Fake news. Post-truth. Alternative facts. In this fourth issue of Tharunka, Truth, we discover that these contagions are far closer to home than we might like to admit.

It’s hard to escape the cognitive dissonance when the Twitter feed of UNSW’s Chief Communications Officer, a former journalist turned spin-doctor, is hacked by a bunch of gamers. When foxes roam the abandoned campus, and a cost-cutting faculty merger is spun as the creation of a fruitful new ‘mega-faculty’. When an interview with a leading Australian voice for human rights is shunted off the UNSW platform for fear of offending a foreign government. 

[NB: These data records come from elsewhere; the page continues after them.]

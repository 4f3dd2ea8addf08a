use lambda_http::{Body, Error, Request, Response, run, service_fn};

use table_booking::handlers::handle_greeting;
use table_booking::http::json_response;

async fn function_handler(event: Request) -> Result<Response<Body>, Error> {
    let (status, body) = handle_greeting(event.method().as_str(), event.uri().path());
    Ok(json_response(status, &body))
}

#[tokio::main]
async fn main() -> Result<(), Error> {
    lambda_http::tracing::init_default_subscriber();
    run(service_fn(function_handler)).await
}
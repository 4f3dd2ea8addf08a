//! In-memory stand-ins for the external services, used by unit tests.

use std::collections::HashMap;
use std::sync::{Mutex, MutexGuard, PoisonError};

use serde::Serialize;
use serde::de::DeserializeOwned;
use serde_json::Value;

use crate::identity::{AuthOutcome, IdentityError, IdentityProvider, UserAttribute};
use crate::objects::ObjectStore;
use crate::store::{DocumentStore, Filter, Key, StoreError};

fn lock<T>(mutex: &Mutex<T>) -> MutexGuard<'_, T> {
    mutex.lock().unwrap_or_else(PoisonError::into_inner)
}

/// Document store keeping JSON items per collection. Items are keyed by `id`.
#[derive(Default)]
pub struct MemoryStore {
    collections: Mutex<HashMap<String, Vec<Value>>>,
    writes: Mutex<usize>,
    reads: Mutex<usize>,
    failure: Option<String>,
}

impl MemoryStore {
    pub fn new() -> Self {
        Self::default()
    }

    /// A store whose every call fails with `message`.
    pub fn failing(message: &str) -> Self {
        Self { failure: Some(message.to_string()), ..Self::default() }
    }

    /// Insert items directly, without counting them as writes.
    pub fn seed(&self, collection: &str, items: impl IntoIterator<Item = Value>) {
        lock(&self.collections).entry(collection.to_string()).or_default().extend(items);
    }

    pub fn items(&self, collection: &str) -> Vec<Value> {
        lock(&self.collections).get(collection).cloned().unwrap_or_default()
    }

    pub fn writes(&self) -> usize {
        *lock(&self.writes)
    }

    pub fn reads(&self) -> usize {
        *lock(&self.reads)
    }

    fn check(&self) -> Result<(), StoreError> {
        match &self.failure {
            Some(message) => Err(StoreError::Request(message.clone())),
            None => Ok(()),
        }
    }
}

fn from_value<T: DeserializeOwned>(value: Value) -> Result<T, StoreError> {
    serde_json::from_value(value).map_err(|e| StoreError::Conversion(e.to_string()))
}

impl DocumentStore for MemoryStore {
    async fn put<T: Serialize>(&self, collection: &str, item: &T) -> Result<(), StoreError> {
        self.check()?;
        let item = serde_json::to_value(item).map_err(|e| StoreError::Conversion(e.to_string()))?;

        let mut collections = lock(&self.collections);
        let items = collections.entry(collection.to_string()).or_default();
        let existing = item
            .get("id")
            .and_then(|id| items.iter().position(|other| other.get("id") == Some(id)));
        match existing {
            Some(index) => items[index] = item,
            None => items.push(item),
        }
        *lock(&self.writes) += 1;
        Ok(())
    }

    async fn get<T: DeserializeOwned>(&self, collection: &str, key: &Key) -> Result<Option<T>, StoreError> {
        self.check()?;
        *lock(&self.reads) += 1;
        let found = lock(&self.collections)
            .get(collection)
            .and_then(|items| items.iter().find(|item| item.get(&key.name) == Some(&key.value)).cloned());
        found.map(from_value).transpose()
    }

    async fn scan<T: DeserializeOwned>(&self, collection: &str, filter: &Filter) -> Result<Vec<T>, StoreError> {
        self.check()?;
        *lock(&self.reads) += 1;
        let matching: Vec<Value> = lock(&self.collections)
            .get(collection)
            .map(|items| items.iter().filter(|item| filter.matches(item)).cloned().collect())
            .unwrap_or_default();
        matching.into_iter().map(from_value).collect()
    }
}

struct FakeUser {
    password: String,
    temporary: bool,
    attributes: Vec<UserAttribute>,
}

/// Identity provider that keeps users in memory and hands out predictable tokens.
#[derive(Default)]
pub struct FakeIdentity {
    users: Mutex<HashMap<String, FakeUser>>,
    unresolvable: bool,
}

impl FakeIdentity {
    pub fn new() -> Self {
        Self::default()
    }

    /// A provider whose pool handle can never be resolved.
    pub fn unresolvable() -> Self {
        Self { unresolvable: true, ..Self::default() }
    }

    /// Register a user that already has a permanent password.
    pub fn with_user(self, username: &str, password: &str) -> Self {
        lock(&self.users).insert(
            username.to_string(),
            FakeUser { password: password.to_string(), temporary: false, attributes: Vec::new() },
        );
        self
    }

    pub fn attributes(&self, username: &str) -> Option<Vec<UserAttribute>> {
        lock(&self.users).get(username).map(|user| user.attributes.clone())
    }

    pub fn has_permanent_password(&self, username: &str, password: &str) -> bool {
        lock(&self.users)
            .get(username)
            .is_some_and(|user| !user.temporary && user.password == password)
    }

    fn check(&self) -> Result<(), IdentityError> {
        if self.unresolvable {
            return Err(IdentityError::Resolution("User pool booking-userpool not found".to_string()));
        }
        Ok(())
    }
}

impl IdentityProvider for FakeIdentity {
    async fn create_user(
        &self,
        username: &str,
        attributes: &[UserAttribute],
        temporary_password: &str,
    ) -> Result<(), IdentityError> {
        self.check()?;
        let mut users = lock(&self.users);
        if users.contains_key(username) {
            return Err(IdentityError::Provider("User account already exists".to_string()));
        }
        users.insert(
            username.to_string(),
            FakeUser { password: temporary_password.to_string(), temporary: true, attributes: attributes.to_vec() },
        );
        Ok(())
    }

    async fn authenticate(&self, username: &str, password: &str) -> Result<AuthOutcome, IdentityError> {
        self.check()?;
        let users = lock(&self.users);
        match users.get(username) {
            Some(user) if user.password == password && user.temporary => {
                Ok(AuthOutcome::NewPasswordRequired { session: format!("session-{}", username) })
            }
            Some(user) if user.password == password => Ok(AuthOutcome::Token(format!("token-{}", username))),
            _ => Err(IdentityError::Provider("Incorrect username or password.".to_string())),
        }
    }

    async fn complete_new_password(
        &self,
        username: &str,
        session: &str,
        new_password: &str,
    ) -> Result<(), IdentityError> {
        self.check()?;
        let mut users = lock(&self.users);
        match users.get_mut(username) {
            Some(user) if session == format!("session-{}", username) => {
                user.password = new_password.to_string();
                user.temporary = false;
                Ok(())
            }
            _ => Err(IdentityError::Provider("Invalid session for the user".to_string())),
        }
    }
}

/// An uploaded object as seen by [`MemoryObjects`].
#[derive(Debug, Clone, PartialEq)]
pub struct StoredObject {
    pub bucket: String,
    pub key: String,
    pub bytes: Vec<u8>,
    pub content_type: String,
}

#[derive(Default)]
pub struct MemoryObjects {
    objects: Mutex<Vec<StoredObject>>,
}

impl MemoryObjects {
    pub fn objects(&self) -> Vec<StoredObject> {
        lock(&self.objects).clone()
    }
}

impl ObjectStore for MemoryObjects {
    async fn put_object(&self, bucket: &str, key: &str, bytes: Vec<u8>, content_type: &str) -> Result<(), StoreError> {
        lock(&self.objects).push(StoredObject {
            bucket: bucket.to_string(),
            key: key.to_string(),
            bytes,
            content_type: content_type.to_string(),
        });
        Ok(())
    }
}
//! Error types shared by every handler.

use thiserror::Error;

use crate::config::ConfigError;
use crate::identity::IdentityError;
use crate::open_meteo::WeatherError;
use crate::store::StoreError;

/// Result type alias for handler operations.
pub type Result<T> = std::result::Result<T, ApiError>;

/// Everything an operation can fail with.
///
/// The `Display` output is what ends up in the `{"error": ...}` body, so the
/// validation messages are kept short and client-facing.
#[derive(Error, Debug)]
pub enum ApiError {
    /// No route matches the request's method and path.
    #[error("Unsupported route")]
    UnsupportedRoute,

    /// Missing fields, bad formats, absent references or a broken invariant.
    #[error("{0}")]
    Validation(String),

    /// The request body is not JSON of the expected shape.
    #[error("Invalid request body: {0}")]
    InvalidBody(#[from] serde_json::Error),

    #[error("{0}")]
    NotFound(String),

    #[error(transparent)]
    Store(#[from] StoreError),

    #[error(transparent)]
    Identity(#[from] IdentityError),

    #[error(transparent)]
    Weather(#[from] WeatherError),

    #[error(transparent)]
    Config(#[from] ConfigError),
}

impl ApiError {
    pub fn validation(message: impl Into<String>) -> Self {
        ApiError::Validation(message.into())
    }

    /// HTTP status code reported for this error.
    pub fn status_code(&self) -> u16 {
        match self {
            ApiError::NotFound(_) => 404,
            ApiError::Config(_) => 500,
            _ => 400,
        }
    }
}
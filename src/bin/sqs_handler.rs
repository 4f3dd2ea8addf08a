use lambda_runtime::{Error, LambdaEvent, run, service_fn};
use serde_json::Value;

use table_booking::handlers::handle_sqs_messages;
use table_booking::triggers::SqsEvent;

async fn function_handler(event: LambdaEvent<SqsEvent>) -> Result<Value, Error> {
    Ok(handle_sqs_messages(&event.payload))
}

#[tokio::main]
async fn main() -> Result<(), Error> {
    lambda_runtime::tracing::init_default_subscriber();
    run(service_fn(function_handler)).await
}
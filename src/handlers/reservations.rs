//! Reservation handlers and the double-booking check.
//!
//! Creating a reservation takes three separate store round-trips: the table
//! lookup, the overlap scan and the write. Nothing makes them atomic, so two
//! concurrent requests for the same table, date and slot can both pass.
use chrono::NaiveDate;
use serde_json::{Value, json};
use tracing::{info, warn};
use uuid::Uuid;

use crate::config::Collections;
use crate::error::{ApiError, Result};
use crate::models::{CreateReservationRequest, Reservation, Table};
use crate::slots::Slot;
use crate::store::{DocumentStore, Filter, StoreError};

/// The four fields that identify a slot, checked and normalized.
///
/// `date` and the slot times are stored in canonical form (`YYYY-MM-DD`,
/// zero-padded `HH:MM`) because the overlap scan matches dates exactly.
#[derive(Debug, Clone, PartialEq)]
pub struct SlotRequest {
    pub table_number: i64,
    pub date: String,
    pub slot_time_start: String,
    pub slot_time_end: String,
    pub slot: Slot,
}

fn required(value: &Option<String>) -> Option<&str> {
    value.as_deref().map(str::trim).filter(|v| !v.is_empty())
}

/// Local validation of a reservation request. No store access.
pub fn validate_request(request: &CreateReservationRequest) -> Result<SlotRequest> {
    let (Some(table_number), Some(date), Some(start), Some(end)) = (
        request.table_number,
        required(&request.date),
        required(&request.slot_time_start),
        required(&request.slot_time_end),
    ) else {
        return Err(ApiError::validation("Missing required reservation data"));
    };

    let date = NaiveDate::parse_from_str(date, "%Y-%m-%d")
        .map_err(|_| ApiError::validation(format!("Invalid date {:?}, expected YYYY-MM-DD", date)))?;
    let slot = Slot::parse(start, end).map_err(|e| ApiError::validation(e.to_string()))?;

    Ok(SlotRequest {
        table_number,
        date: date.format("%Y-%m-%d").to_string(),
        slot_time_start: slot.start_label(),
        slot_time_end: slot.end_label(),
        slot,
    })
}

async fn table_exists<S: DocumentStore>(store: &S, collection: &str, table_number: i64) -> Result<bool> {
    let tables: Vec<Table> = store
        .scan(collection, &Filter::all().and_eq("number", table_number))
        .await?;
    Ok(!tables.is_empty())
}

/// Returns the first stored reservation on the same table and date whose slot overlaps.
async fn find_overlap<S: DocumentStore>(store: &S, collection: &str, candidate: &SlotRequest) -> Result<Option<Reservation>> {
    let existing: Vec<Reservation> = store
        .scan(
            collection,
            &Filter::all()
                .and_eq("tableNumber", candidate.table_number)
                .and_eq("date", candidate.date.as_str()),
        )
        .await?;

    for reservation in existing {
        let slot = Slot::parse(&reservation.slot_time_start, &reservation.slot_time_end).map_err(|e| {
            StoreError::Conversion(format!("Stored reservation {} has an invalid slot: {}", reservation.id, e))
        })?;
        if slot.overlaps(&candidate.slot) {
            return Ok(Some(reservation));
        }
    }
    Ok(None)
}

/// Validate and persist a new reservation, returning its generated id.
pub async fn handle_create_reservation<S: DocumentStore>(
    request: CreateReservationRequest,
    store: &S,
    collections: &Collections,
) -> Result<Value> {
    let candidate = validate_request(&request)?;

    if !table_exists(store, &collections.tables, candidate.table_number).await? {
        return Err(ApiError::validation("Table does not exist"));
    }

    if let Some(conflict) = find_overlap(store, &collections.reservations, &candidate).await? {
        warn!(
            table_number = candidate.table_number,
            date = %candidate.date,
            requested = %candidate.slot,
            conflicting_id = %conflict.id,
            "Rejected overlapping reservation"
        );
        return Err(ApiError::validation("Overlapping reservation exists"));
    }

    let reservation = Reservation {
        id: Uuid::new_v4().to_string(),
        table_number: candidate.table_number,
        client_name: request.client_name,
        phone_number: request.phone_number,
        date: candidate.date,
        slot_time_start: candidate.slot_time_start,
        slot_time_end: candidate.slot_time_end,
    };
    store.put(&collections.reservations, &reservation).await?;

    info!(reservation_id = %reservation.id, table_number = reservation.table_number, "Reservation created");
    Ok(json!({ "reservationId": reservation.id }))
}

pub async fn handle_list_reservations<S: DocumentStore>(store: &S, collection: &str) -> Result<Value> {
    let reservations: Vec<Reservation> = store.scan(collection, &Filter::all()).await?;
    Ok(json!({ "reservations": reservations }))
}

#[cfg(test)]
mod tests {
    use super::*;
    use crate::testing::MemoryStore;

    const DATE: &str = "2024-05-01";

    fn collections() -> Collections {
        Collections::default()
    }

    fn store_with_table(number: i64) -> MemoryStore {
        let store = MemoryStore::new();
        store.seed(
            "Tables",
            [json!({ "id": number * 10, "number": number, "places": 4, "isVip": false, "minOrder": null })],
        );
        store
    }

    fn request(table_number: i64, start: &str, end: &str) -> CreateReservationRequest {
        CreateReservationRequest {
            table_number: Some(table_number),
            client_name: Some("Grace Hopper".to_string()),
            phone_number: Some("+1 555 0100".to_string()),
            date: Some(DATE.to_string()),
            slot_time_start: Some(start.to_string()),
            slot_time_end: Some(end.to_string()),
        }
    }

    async fn book(store: &MemoryStore, table_number: i64, start: &str, end: &str) -> Result<Value> {
        handle_create_reservation(request(table_number, start, end), store, &collections()).await
    }

    #[tokio::test]
    async fn test_missing_fields_never_touch_the_store() {
        let store = store_with_table(5);
        let mut cases = Vec::new();
        for field in 0..4 {
            let mut r = request(5, "09:00", "10:00");
            match field {
                0 => r.table_number = None,
                1 => r.date = None,
                2 => r.slot_time_start = None,
                _ => r.slot_time_end = Some("  ".to_string()),
            }
            cases.push(r);
        }

        for r in cases {
            let err = handle_create_reservation(r, &store, &collections()).await.unwrap_err();
            assert_eq!(err.to_string(), "Missing required reservation data");
            assert_eq!(err.status_code(), 400);
        }
        assert_eq!(store.reads(), 0);
        assert_eq!(store.writes(), 0);
    }

    #[tokio::test]
    async fn test_unknown_table() {
        let store = store_with_table(5);
        let err = book(&store, 6, "09:00", "10:00").await.unwrap_err();
        assert_eq!(err.to_string(), "Table does not exist");
        assert_eq!(store.writes(), 0);
    }

    #[tokio::test]
    async fn test_overlap_rejected_and_touching_edge_accepted() {
        let store = store_with_table(5);
        book(&store, 5, "09:00", "10:00").await.unwrap();

        let err = book(&store, 5, "09:30", "10:30").await.unwrap_err();
        assert_eq!(err.to_string(), "Overlapping reservation exists");
        assert_eq!(store.writes(), 1);

        book(&store, 5, "10:00", "11:00").await.unwrap();
        assert_eq!(store.writes(), 2);
    }

    #[tokio::test]
    async fn test_one_minute_overlap_rejected() {
        let store = store_with_table(5);
        book(&store, 5, "09:00", "10:00").await.unwrap();
        assert!(book(&store, 5, "09:59", "10:30").await.is_err());
    }

    #[tokio::test]
    async fn test_other_date_or_table_does_not_conflict() {
        let store = store_with_table(5);
        store.seed(
            "Tables",
            [json!({ "id": 60, "number": 6, "places": 2, "isVip": true, "minOrder": 50 })],
        );
        book(&store, 5, "09:00", "10:00").await.unwrap();

        book(&store, 6, "09:00", "10:00").await.unwrap();

        let mut other_day = request(5, "09:00", "10:00");
        other_day.date = Some("2024-05-02".to_string());
        handle_create_reservation(other_day, &store, &collections()).await.unwrap();

        assert_eq!(store.writes(), 3);
    }

    #[tokio::test]
    async fn test_created_reservation_is_listed() {
        let store = store_with_table(5);
        let first = book(&store, 5, "09:00", "10:00").await.unwrap();
        let second = book(&store, 5, "12:00", "13:00").await.unwrap();

        let first_id = first["reservationId"].as_str().unwrap().to_string();
        let second_id = second["reservationId"].as_str().unwrap().to_string();
        assert_ne!(first_id, second_id);
        assert!(Uuid::parse_str(&first_id).is_ok());

        let listed = handle_list_reservations(&store, "Reservations").await.unwrap();
        let ids: Vec<&str> = listed["reservations"]
            .as_array()
            .unwrap()
            .iter()
            .filter_map(|r| r["id"].as_str())
            .collect();
        assert!(ids.contains(&first_id.as_str()));
        assert!(ids.contains(&second_id.as_str()));
    }

    #[tokio::test]
    async fn test_stored_fields() {
        let store = store_with_table(5);
        book(&store, 5, "18:00", "19:30").await.unwrap();

        let stored = &store.items("Reservations")[0];
        assert_eq!(stored["tableNumber"], 5);
        assert_eq!(stored["clientName"], "Grace Hopper");
        assert_eq!(stored["phoneNumber"], "+1 555 0100");
        assert_eq!(stored["date"], DATE);
        assert_eq!(stored["slotTimeStart"], "18:00");
        assert_eq!(stored["slotTimeEnd"], "19:30");
    }

    #[tokio::test]
    async fn test_unpadded_date_still_conflicts() {
        let store = store_with_table(5);
        book(&store, 5, "09:00", "10:00").await.unwrap();

        let mut same_day = request(5, "09:30", "10:30");
        same_day.date = Some("2024-5-1".to_string());
        let err = handle_create_reservation(same_day, &store, &collections()).await.unwrap_err();
        assert_eq!(err.to_string(), "Overlapping reservation exists");
        assert_eq!(store.writes(), 1);
    }

    #[tokio::test]
    async fn test_date_is_stored_canonical() {
        let store = store_with_table(5);
        let mut r = request(5, "09:00", "10:00");
        r.date = Some("2024-5-1".to_string());
        handle_create_reservation(r, &store, &collections()).await.unwrap();

        assert_eq!(store.items("Reservations")[0]["date"], DATE);
    }

    #[tokio::test]
    async fn test_bad_formats_are_validation_errors() {
        let store = store_with_table(5);

        let mut bad_date = request(5, "09:00", "10:00");
        bad_date.date = Some("01/05/2024".to_string());
        let err = handle_create_reservation(bad_date, &store, &collections()).await.unwrap_err();
        assert!(matches!(err, ApiError::Validation(_)));

        let err = book(&store, 5, "9am", "10:00").await.unwrap_err();
        assert!(matches!(err, ApiError::Validation(_)));

        let err = book(&store, 5, "9:00", "10:00").await.unwrap_err();
        assert!(matches!(err, ApiError::Validation(_)));

        let err = book(&store, 5, "10:00", "09:00").await.unwrap_err();
        assert!(matches!(err, ApiError::Validation(_)));

        assert_eq!(store.reads(), 0);
    }

    #[tokio::test]
    async fn test_corrupt_stored_slot_is_reported() {
        let store = store_with_table(5);
        store.seed(
            "Reservations",
            [json!({
                "id": "legacy", "tableNumber": 5, "date": DATE,
                "slotTimeStart": "noon", "slotTimeEnd": "13:00"
            })],
        );

        let err = book(&store, 5, "15:00", "16:00").await.unwrap_err();
        assert!(matches!(err, ApiError::Store(StoreError::Conversion(_))));
        assert_eq!(store.writes(), 0);
    }

    #[tokio::test]
    async fn test_store_failure_surfaces_as_client_error() {
        let store = MemoryStore::failing("ProvisionedThroughputExceededException");
        let err = book(&store, 5, "09:00", "10:00").await.unwrap_err();
        assert!(matches!(err, ApiError::Store(_)));
        assert_eq!(err.status_code(), 400);
    }
}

In this brave new world of crisis communications, it’s comforting to know that there will always be a space at UNSW for doubt, and complexity, and profound reflection. This is the task that our writers have taken on at Tharunka, comprising two elements: expressing the truth of our experiences, and speaking truth to power. Nidhi Kontham seeks the true beauty of Eastern architecture, liberated from European aesthetics. Jack Zhou sat down with the Chair of Arc Board to ask what our student union has been up to during COVID-19. 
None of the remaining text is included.